From d91245d6f8ebe74f99bdaf985af63c535df9cc19 Mon Sep 17 00:00:00 2001
From: expec <expec@localhost>
Date: Thu, 12 Mar 2026 14:38:38 +0800
Subject: [PATCH 06/20] fix(moss-tts-delay): stabilize audio input buffer and
 parity script env

---
 scripts/run-moss-tts-delay-firstclass-parity.sh | 3 ++-
 src/models/moss-tts-delay.cpp                   | 5 +++--
 2 files changed, 5 insertions(+), 3 deletions(-)

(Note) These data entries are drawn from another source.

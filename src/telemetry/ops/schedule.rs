use tracing::Span;
use tracing::info_span;

use crate::telemetry::ctx::{OpMarker, PhaseSpan};

#[derive(Copy, Clone, Debug)]
pub struct Schedule;

#[derive(Copy, Clone, Debug)]
pub enum Phase { Start, Tick, Attempt }

impl PhaseSpan for Phase {
    fn name(&self) -> &'static str { match self { Phase::Start => "start", Phase::Tick => "tick", Phase::Attempt => "attempt" } }
    fn span(&self) -> Span { match self { Phase::Start => info_span!("start"), Phase::Tick => info_span!("tick"), Phase::Attempt => info_span!("attempt") } }
}

impl OpMarker for Schedule {
    const NAME: &'static str = "schedule";
    type Phase = Phase;
    fn root_span() -> Span { info_span!("schedule") }
}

diff --git a/scripts/run-moss-tts-delay-firstclass-parity.sh b/scripts/run-moss-tts-delay-firstclass-parity.sh
index 77039c044..2a231ade0 100755
--- a/scripts/run-moss-tts-delay-firstclass-parity.sh
+++ b/scripts/run-moss-tts-delay-firstclass-parity.sh
@@ -9,7 +9,7 @@ set -euo pipefail
 # - compares raw audio codes exactly
 # - decodes both sides to wav through the same ONNX audio tokenizer
 
-WORKDIR="${WORKDIR:-$HOME/moss-tts-delay-firstclass}"
+WORKDIR="/home/taoji/data/zlwang/workwork"
 CONDA_ENV="${CONDA_ENV:-moss-tts-firstclass}"
 PYTHON_VERSION="${PYTHON_VERSION:-3.11}"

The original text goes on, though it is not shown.